What is it about the Dreaming Way Tarot that induced me to finally purchase it after years of admiring it? Was it that at least two of my practice partners at the Northwest Tarot Symposium were using it as their standard “go-to” deck, and I was enthralled with the illustrations? Was it that the Two of Wands card came up synchronistically during one of those practice sessions—a card that had been stalking me for several weeks—trying to get me to view the world from where I was and dream about new adventures and endeavors?
Maybe… maybe not. In truth, I’m pretty frugal when it comes to deck collection—well, I think so at least. It takes a lot to impress me artistically when it comes to making a purchase of something that I’m going to use and try to be inspired by. So while I have plenty of respect for virtually any artist willing to express their creativity through a deck entailing 78 separate illustrations…while the multitudinous (and expanding) deck options certainly [mostly] all have merit…I am…well, particular.

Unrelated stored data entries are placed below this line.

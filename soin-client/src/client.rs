//! Typed HTTP client for the SOIN REST contract.
//!
//! Authenticated calls take an explicit [`AuthContext`] constructed from the
//! session at call time; the client itself holds no credential state, only
//! the base URL and the connection pool.

use reqwest::multipart::{Form, Part};
use reqwest::{Response, StatusCode};
use serde::{Deserialize, Serialize};
use serde_json::json;
use tracing::{debug, info};

use crate::error::{Result, SoinError};
use crate::identity::{Identity, Role};
use crate::session::AuthContext;
use crate::submission::{AdminStats, NewSubmission, Submission};

/// Successful login / registration response.
#[derive(Debug, Clone, Deserialize)]
pub struct AuthResponse {
    pub access_token: String,
    pub user: Identity,
}

/// Registration payload. Role selection happens here; a `Doctor` role yields
/// a pending identity on the server side.
#[derive(Debug, Clone, Serialize)]
pub struct RegisterProfile {
    pub email: String,
    pub password: String,
    pub name: String,
    pub role: Role,
    #[serde(skip_serializing_if = "Option::is_none")]
    pub age: Option<u32>,
}

#[derive(Debug, Deserialize)]
struct ErrorBody {
    #[serde(default)]
    detail: Option<String>,
}

/// Client for the SOIN backend API.
#[derive(Clone)]
pub struct ApiClient {
    http: reqwest::Client,
    base_url: String,
}

impl ApiClient {
    /// Build a client from the backend root URL (e.g.
    /// `http://localhost:8000`). The `/api` prefix is appended here.
    pub fn new(backend_url: impl AsRef<str>) -> Result<Self> {
        let http = reqwest::Client::builder().build()?;
        let base_url = format!("{}/api", backend_url.as_ref().trim_end_matches('/'));
        Ok(Self { http, base_url })
    }

    fn url(&self, path: &str) -> String {
        format!("{}{}", self.base_url, path)
    }

    /// Resolve a relative image path from a submission against the API base.
    pub fn resolve_image_url(&self, relative: &str) -> String {
        format!("{}{}", self.base_url, relative)
    }

    pub async fn login(&self, email: &str, password: &str) -> Result<AuthResponse> {
        info!("logging in as {email}");
        let response = self
            .http
            .post(self.url("/auth/login"))
            .json(&json!({ "email": email, "password": password }))
            .send()
            .await?;
        Self::read_auth_response(response).await
    }

    pub async fn register(&self, profile: &RegisterProfile) -> Result<AuthResponse> {
        info!("registering {} as {:?}", profile.email, profile.role);
        let response = self
            .http
            .post(self.url("/auth/register"))
            .json(profile)
            .send()
            .await?;
        Self::read_auth_response(response).await
    }

    /// Resolve a bearer token to the identity it belongs to.
    pub async fn me(&self, ctx: &AuthContext) -> Result<Identity> {
        let response = self
            .http
            .get(self.url("/auth/me"))
            .bearer_auth(ctx.bearer())
            .send()
            .await?;
        if response.status().is_success() {
            Ok(response.json().await?)
        } else {
            Err(auth_failure(error_from_response(response).await))
        }
    }

    pub async fn submissions(&self, ctx: &AuthContext) -> Result<Vec<Submission>> {
        let response = self
            .http
            .get(self.url("/submissions"))
            .bearer_auth(ctx.bearer())
            .send()
            .await?;
        Self::read_json(response).await
    }

    /// Create a submission: image bytes and field values in one multipart
    /// request. Not retried automatically; resubmission is an explicit
    /// user action.
    pub async fn create_submission(
        &self,
        ctx: &AuthContext,
        new: NewSubmission,
    ) -> Result<Submission> {
        if new.image_bytes.is_empty() {
            return Err(SoinError::InvalidSubmission(
                "a tongue image is required".to_string(),
            ));
        }

        let symptoms = serde_json::to_string(&new.symptoms)?;
        let medications = serde_json::to_string(&new.medications)?;
        let mime = image_mime(&new.image_file_name);

        let image = Part::bytes(new.image_bytes)
            .file_name(new.image_file_name)
            .mime_str(mime)?;

        let form = Form::new()
            .part("tongue_image", image)
            .text("blood_glucose", new.blood_glucose.to_string())
            .text("hba1c", new.hba1c.to_string())
            .text(
                "insulin_level",
                new.insulin_level.map(|v| v.to_string()).unwrap_or_default(),
            )
            .text("diabetes_type", new.diabetes_type.as_str())
            .text("symptoms", symptoms)
            .text("medications", medications)
            .text("notes", new.notes.unwrap_or_default());

        info!("uploading submission");
        let response = self
            .http
            .post(self.url("/submissions"))
            .bearer_auth(ctx.bearer())
            .multipart(form)
            .send()
            .await?;
        Self::read_json(response).await
    }

    pub async fn admin_stats(&self, ctx: &AuthContext) -> Result<AdminStats> {
        let response = self
            .http
            .get(self.url("/admin/stats"))
            .bearer_auth(ctx.bearer())
            .send()
            .await?;
        Self::read_json(response).await
    }

    pub async fn pending_doctors(&self, ctx: &AuthContext) -> Result<Vec<Identity>> {
        let response = self
            .http
            .get(self.url("/admin/pending-doctors"))
            .bearer_auth(ctx.bearer())
            .send()
            .await?;
        Self::read_json(response).await
    }

    /// Approve or reject a pending doctor account.
    pub async fn approve_doctor(
        &self,
        ctx: &AuthContext,
        doctor_id: &str,
        approve: bool,
    ) -> Result<()> {
        info!("setting doctor {doctor_id} approval to {approve}");
        let response = self
            .http
            .post(self.url(&format!("/admin/approve-doctor/{doctor_id}")))
            .query(&[("approve", approve)])
            .bearer_auth(ctx.bearer())
            .send()
            .await?;
        if response.status().is_success() {
            Ok(())
        } else {
            Err(error_from_response(response).await)
        }
    }

    /// Download the full data export as archive bytes.
    pub async fn export_data(&self, ctx: &AuthContext) -> Result<Vec<u8>> {
        let response = self
            .http
            .get(self.url("/admin/export-data"))
            .bearer_auth(ctx.bearer())
            .send()
            .await?;
        if response.status().is_success() {
            let bytes = response.bytes().await?;
            debug!("export archive: {} bytes", bytes.len());
            Ok(bytes.to_vec())
        } else {
            Err(error_from_response(response).await)
        }
    }

    async fn read_auth_response(response: Response) -> Result<AuthResponse> {
        if response.status().is_success() {
            Ok(response.json().await?)
        } else {
            Err(auth_failure(error_from_response(response).await))
        }
    }

    async fn read_json<T: serde::de::DeserializeOwned>(response: Response) -> Result<T> {
        if response.status().is_success() {
            Ok(response.json().await?)
        } else {
            Err(error_from_response(response).await)
        }
    }
}

/// Decode the backend's `{"detail": message}` error shape.
async fn error_from_response(response: Response) -> SoinError {
    let status: StatusCode = response.status();
    let message = response
        .json::<ErrorBody>()
        .await
        .ok()
        .and_then(|body| body.detail)
        .unwrap_or_else(|| {
            status
                .canonical_reason()
                .unwrap_or("unspecified server error")
                .to_string()
        });
    SoinError::Api {
        status: status.as_u16(),
        message,
    }
}

/// Auth endpoints surface the server reason as an authentication failure.
fn auth_failure(err: SoinError) -> SoinError {
    match err {
        SoinError::Api { message, .. } => SoinError::AuthFailed(message),
        other => other,
    }
}

fn image_mime(file_name: &str) -> &'static str {
    let lower = file_name.to_ascii_lowercase();
    if lower.ends_with(".png") {
        "image/png"
    } else if lower.ends_with(".jpg") || lower.ends_with(".jpeg") {
        "image/jpeg"
    } else if lower.ends_with(".webp") {
        "image/webp"
    } else {
        "application/octet-stream"
    }
}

So while I know lots of people who are deck collectors and who have literally hundreds of decks—some people actually have separate rooms or special storage for their collections, and believe me, I can understand the allure in some ways—my own collection is minor: less than 20 decks. Yup. Might seem like a lot to some people; to others, it’s a pittance. Temperance: moderation, dudes.
So it wasn’t like I needed this deck or was desperate for this deck. But I liked what I had seen of this deck. And I’ve been trying to figure out why. I finally gave in and purchased it through Amazon. (yeah…I have issues with Amazon philosophically, but living in a rural state, one has to admit the merits of access, supply, and distribution. Not sayin’ that it overrides, supersedes, or minimizes the philosophical problems, only that it’s a solution to accessibility problems.)
The deck, conceived and “authored” by Rome Choi, and illustrated by Kwon Shina, is produced by U.S. Games Systems, Inc., one of the major tarot card deck publishers in the United States. The box indicates that the product is, however, made in China. The author and illustrator are—themselves—South Korean. Truly a modern product, then, having been conceived, designed, and produced half-way around the world.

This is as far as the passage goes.